When it comes to writing — and most writers — there seem to be two extremes: those who write all the time and don’t do much else, and those who wish they could write more but can never seem to write enough.

I have a theory as to why we don’t hear from the former type very much — I can say from personal experience that it’s hard to talk about “over-writing” because it sounds kind of elitist to complain about having too many ideas and too much work when there are those who struggle so much with this on a daily basis. But that’s a discussion for another blog post.

Here’s the truth: At the end of the day, writing is work. If you have dreams of getting published or working as a writer in a certain industry or gaining recognition for your words in any way, you will spend much of your creative energy on doing work other people will see.

This isn’t to say people who write as a hobby aren’t “real” writers. This isn’t the case at all. But for the most part, even hobbyists often dream of being able to display or promote or be known for their work someday. They just approach it differently, with the realistic expectation that it might not ever be their full-time career. And many writers of this nature are completely okay with this.

Regardless of how you treat it, there has to be some kind of balance in writing between the things you do “for work” and the things you do “for fun.” You can’t function well if you only ever work, the same way you will have a much harder time working if all you ever do is play.

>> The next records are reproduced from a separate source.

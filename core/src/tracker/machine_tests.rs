//! Tests for snapshot diffing
//!
//! All tests run against the bundled catalog.

use crate::catalog::{BossId, Catalog, CollectibleId, FlagId, Milestone};
use crate::snapshot::FlagSnapshot;

use super::{MilestoneEvent, TrackingState, process_snapshot};

const GODRICK_RUNE: FlagId = 171;
const RADAHN_RUNE: FlagId = 172;
const UNBORN_RUNE: FlagId = 177;
const ORDINALS: [FlagId; 7] = [181, 182, 183, 184, 185, 186, 187];

const GODRICK_BOSS: FlagId = 10000800;
const RENNALA_PHASE_1: FlagId = 14000801;
const RENNALA_FINAL: FlagId = 14000800;

fn catalog() -> Catalog {
    Catalog::bundled().expect("bundled catalog")
}

fn boss_id(catalog: &Catalog, flag: FlagId) -> BossId {
    catalog
        .boss_ids()
        .find(|id| catalog.boss(*id).flag == flag)
        .unwrap()
}

fn collectible_id(catalog: &Catalog, flag: FlagId) -> CollectibleId {
    catalog
        .collectible_ids()
        .find(|id| catalog.collectible(*id).flag == flag)
        .unwrap()
}

/// Snapshot reporting every tracked flag, all false except `set`
fn full_snapshot(catalog: &Catalog, elapsed_ms: u64, set: &[FlagId]) -> FlagSnapshot {
    let phase_flags = catalog
        .boss_ids()
        .flat_map(|id| catalog.boss(id).phase_flags.clone())
        .collect::<Vec<_>>();
    FlagSnapshot::new(elapsed_ms).with_flags(
        catalog
            .tracked_flags()
            .chain(phase_flags)
            .map(|flag| (flag, set.contains(&flag))),
    )
}

fn ordinals(count: usize) -> Vec<FlagId> {
    ORDINALS[..count].to_vec()
}

#[test]
fn test_first_snapshot_only_seeds() {
    let catalog = catalog();
    let mut state = TrackingState::new();

    let seeded = full_snapshot(&catalog, 0, &[GODRICK_BOSS, GODRICK_RUNE, ORDINALS[0]]);
    assert!(process_snapshot(&catalog, &mut state, &seeded).is_empty());
    assert!(state.is_initialized());
    assert_eq!(state.previous(GODRICK_BOSS), Some(true));

    // Unchanged follow-up fires nothing either
    let again = full_snapshot(&catalog, 100, &[GODRICK_BOSS, GODRICK_RUNE, ORDINALS[0]]);
    assert!(process_snapshot(&catalog, &mut state, &again).is_empty());
    assert_eq!(state.obtained_count(), 0);
    assert_eq!(state.defeated_count(), 0);
}

#[test]
fn test_boss_fires_once_on_rising_edge() {
    let catalog = catalog();
    let mut state = TrackingState::new();
    process_snapshot(&catalog, &mut state, &full_snapshot(&catalog, 0, &[]));

    let events = process_snapshot(&catalog, &mut state, &full_snapshot(&catalog, 5_000, &[GODRICK_BOSS]));
    assert_eq!(
        events,
        vec![MilestoneEvent {
            milestone: Milestone::Boss(boss_id(&catalog, GODRICK_BOSS)),
            elapsed_ms: 5_000,
        }]
    );

    // Still true, then flickers off and on again: never reported twice
    for (elapsed, set) in [(5_100, vec![GODRICK_BOSS]), (5_200, vec![]), (5_300, vec![GODRICK_BOSS])] {
        let events = process_snapshot(&catalog, &mut state, &full_snapshot(&catalog, elapsed, &set));
        assert!(events.is_empty(), "unexpected events at {elapsed}: {events:?}");
    }
    assert_eq!(state.defeated_count(), 1);
}

#[test]
fn test_bosses_reported_before_collectibles() {
    let catalog = catalog();
    let mut state = TrackingState::new();
    process_snapshot(&catalog, &mut state, &full_snapshot(&catalog, 0, &[]));

    let mut set = vec![GODRICK_RUNE, GODRICK_BOSS];
    set.extend(ordinals(1));
    let events = process_snapshot(&catalog, &mut state, &full_snapshot(&catalog, 10, &set));

    let milestones: Vec<_> = events.iter().map(|e| e.milestone).collect();
    assert_eq!(
        milestones,
        vec![
            Milestone::Boss(boss_id(&catalog, GODRICK_BOSS)),
            Milestone::Collectible(collectible_id(&catalog, GODRICK_RUNE)),
        ]
    );
}

#[test]
fn test_ordinal_surplus_deduces_unborn_rune() {
    let catalog = catalog();
    let unborn = collectible_id(&catalog, UNBORN_RUNE);
    let mut state = TrackingState::new();
    process_snapshot(&catalog, &mut state, &full_snapshot(&catalog, 0, &[]));

    // One specific rune, one ordinal: fully explained
    let mut set = vec![GODRICK_RUNE];
    set.extend(ordinals(1));
    let events = process_snapshot(&catalog, &mut state, &full_snapshot(&catalog, 100, &set));
    assert_eq!(events.len(), 1);
    assert!(!state.is_obtained(unborn));

    // Two ordinals against one specific: the surplus is the unborn rune
    let mut set = vec![GODRICK_RUNE];
    set.extend(ordinals(2));
    let events = process_snapshot(&catalog, &mut state, &full_snapshot(&catalog, 200, &set));
    assert_eq!(
        events,
        vec![MilestoneEvent {
            milestone: Milestone::Collectible(unborn),
            elapsed_ms: 200,
        }]
    );
    assert!(state.is_obtained(unborn));
}

#[test]
fn test_unborn_rune_via_own_flag() {
    let catalog = catalog();
    let unborn = collectible_id(&catalog, UNBORN_RUNE);
    let mut state = TrackingState::new();
    process_snapshot(&catalog, &mut state, &full_snapshot(&catalog, 0, &[]));

    let events = process_snapshot(&catalog, &mut state, &full_snapshot(&catalog, 50, &[UNBORN_RUNE]));
    assert_eq!(events.len(), 1);
    assert_eq!(events[0].milestone, Milestone::Collectible(unborn));
}

#[test]
fn test_deduction_seeded_true_does_not_fire() {
    let catalog = catalog();
    let mut state = TrackingState::new();
    let mut set = vec![RADAHN_RUNE];
    set.extend(ordinals(2));

    process_snapshot(&catalog, &mut state, &full_snapshot(&catalog, 0, &set));
    let events = process_snapshot(&catalog, &mut state, &full_snapshot(&catalog, 100, &set));
    assert!(events.is_empty());
}

#[test]
fn test_multi_phase_boss_collapses_to_final_phase() {
    let catalog = catalog();
    let rennala = boss_id(&catalog, RENNALA_FINAL);
    let mut state = TrackingState::new();
    process_snapshot(&catalog, &mut state, &full_snapshot(&catalog, 0, &[]));

    let events = process_snapshot(&catalog, &mut state, &full_snapshot(&catalog, 100, &[RENNALA_PHASE_1]));
    assert!(events.is_empty());

    let events = process_snapshot(
        &catalog,
        &mut state,
        &full_snapshot(&catalog, 200, &[RENNALA_PHASE_1, RENNALA_FINAL]),
    );
    assert_eq!(
        events,
        vec![MilestoneEvent {
            milestone: Milestone::Boss(rennala),
            elapsed_ms: 200,
        }]
    );
}

#[test]
fn test_omitted_flags_are_not_treated_as_false() {
    let catalog = catalog();
    let mut state = TrackingState::new();
    process_snapshot(&catalog, &mut state, &full_snapshot(&catalog, 0, &[GODRICK_BOSS]));

    // Partial snapshot without the boss flag, then the flag reappears still true
    let partial = FlagSnapshot::new(100).with_flag(RADAHN_RUNE, false);
    assert!(process_snapshot(&catalog, &mut state, &partial).is_empty());
    assert_eq!(state.previous(GODRICK_BOSS), Some(true));

    let events = process_snapshot(&catalog, &mut state, &full_snapshot(&catalog, 200, &[GODRICK_BOSS]));
    assert!(events.is_empty());
}

#[test]
fn test_flag_first_seen_after_seeding_only_seeds() {
    let catalog = catalog();
    let mut state = TrackingState::new();
    process_snapshot(&catalog, &mut state, &FlagSnapshot::new(0));

    let late = FlagSnapshot::new(100).with_flag(GODRICK_BOSS, true);
    assert!(process_snapshot(&catalog, &mut state, &late).is_empty());
}

#[test]
fn test_reset_twice_then_reseed() {
    let catalog = catalog();
    let mut state = TrackingState::new();
    let seed = full_snapshot(&catalog, 0, &[GODRICK_BOSS]);
    process_snapshot(&catalog, &mut state, &seed);
    process_snapshot(&catalog, &mut state, &full_snapshot(&catalog, 100, &[GODRICK_BOSS, RENNALA_FINAL]));
    assert_eq!(state.defeated_count(), 1);

    state.reset();
    state.reset();
    assert!(!state.is_initialized());
    assert_eq!(state.defeated_count(), 0);
    assert_eq!(state.previous(GODRICK_BOSS), None);

    assert!(process_snapshot(&catalog, &mut state, &seed).is_empty());
    assert!(state.is_initialized());
    assert!(process_snapshot(&catalog, &mut state, &seed).is_empty());
}

#[test]
fn test_reseed_keeps_reported_milestones() {
    let catalog = catalog();
    let mut state = TrackingState::new();
    process_snapshot(&catalog, &mut state, &full_snapshot(&catalog, 0, &[]));
    process_snapshot(&catalog, &mut state, &full_snapshot(&catalog, 100, &[GODRICK_BOSS]));

    state.reseed();
    // Source came back with the flag cleared and then set again
    process_snapshot(&catalog, &mut state, &full_snapshot(&catalog, 200, &[]));
    let events = process_snapshot(&catalog, &mut state, &full_snapshot(&catalog, 300, &[GODRICK_BOSS]));
    assert!(events.is_empty());
    assert_eq!(state.defeated_count(), 1);
}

Is it possible to balance both these things? Yes. But it’s certainly not an easy thing to do.

Full disclosure: I am by no means an expert in this particular realm of writing. I tend to gravitate toward extremes, and still struggle to regularly make time for both work and “fun” writing — in addition to work in general and this thing they call “relaxation.”

But experience is knowledge. Even though I don’t know you personally and I am unaware of your specific circumstances, strengths, and weaknesses as a writer, I can offer some advice based on what I have been through and what I have learned.

First, you should know that in life — especially in writing — there is probably no such thing as “perfect” balance. Call it harmony, call it alignment, call it whatever you want. It’s very unlikely that you will ever have your life “all figured out.” And your chances of having everything in order all at once are so low they are basically nonexistent.

Example: I’m usually pretty good about working out regularly. It’s good for my mental health, it helps me stay positive and motivated, and I’m just overall a better human when I do it. Since NaNoWriMo started, I think I’ve gone for a total of one run. I’m the kind of person who would love to be able to say I can “do it all,” but I’ve recently realized I actually, at least right now, cannot run and also write, sleep, cuddle my dog, and read. Plus all the other things I have to do that I haven’t even listed here.

When November ends, I will likely go back to running and will end up writing fewer words every day as a result. And it’s very likely that at some point, something will come along that will force me to cut back on my running or my writing or my reading — who knows what else?

You have to learn to accept, first and foremost, that total balance is a myth. There is always going to be at least one thing every day that you do not have time for. Some days, that will be writing. And that’s okay. The necessity of daily writing is a myth anyway. Get used to it.

Here’s something else we don’t often consider: balancing work and play within your writing life itself. If you are going to push yourself as a professional writer — which you absolutely should in at least one project at a time, whether that’s for your day job or outside of it — you also have to make time for “fun” writing.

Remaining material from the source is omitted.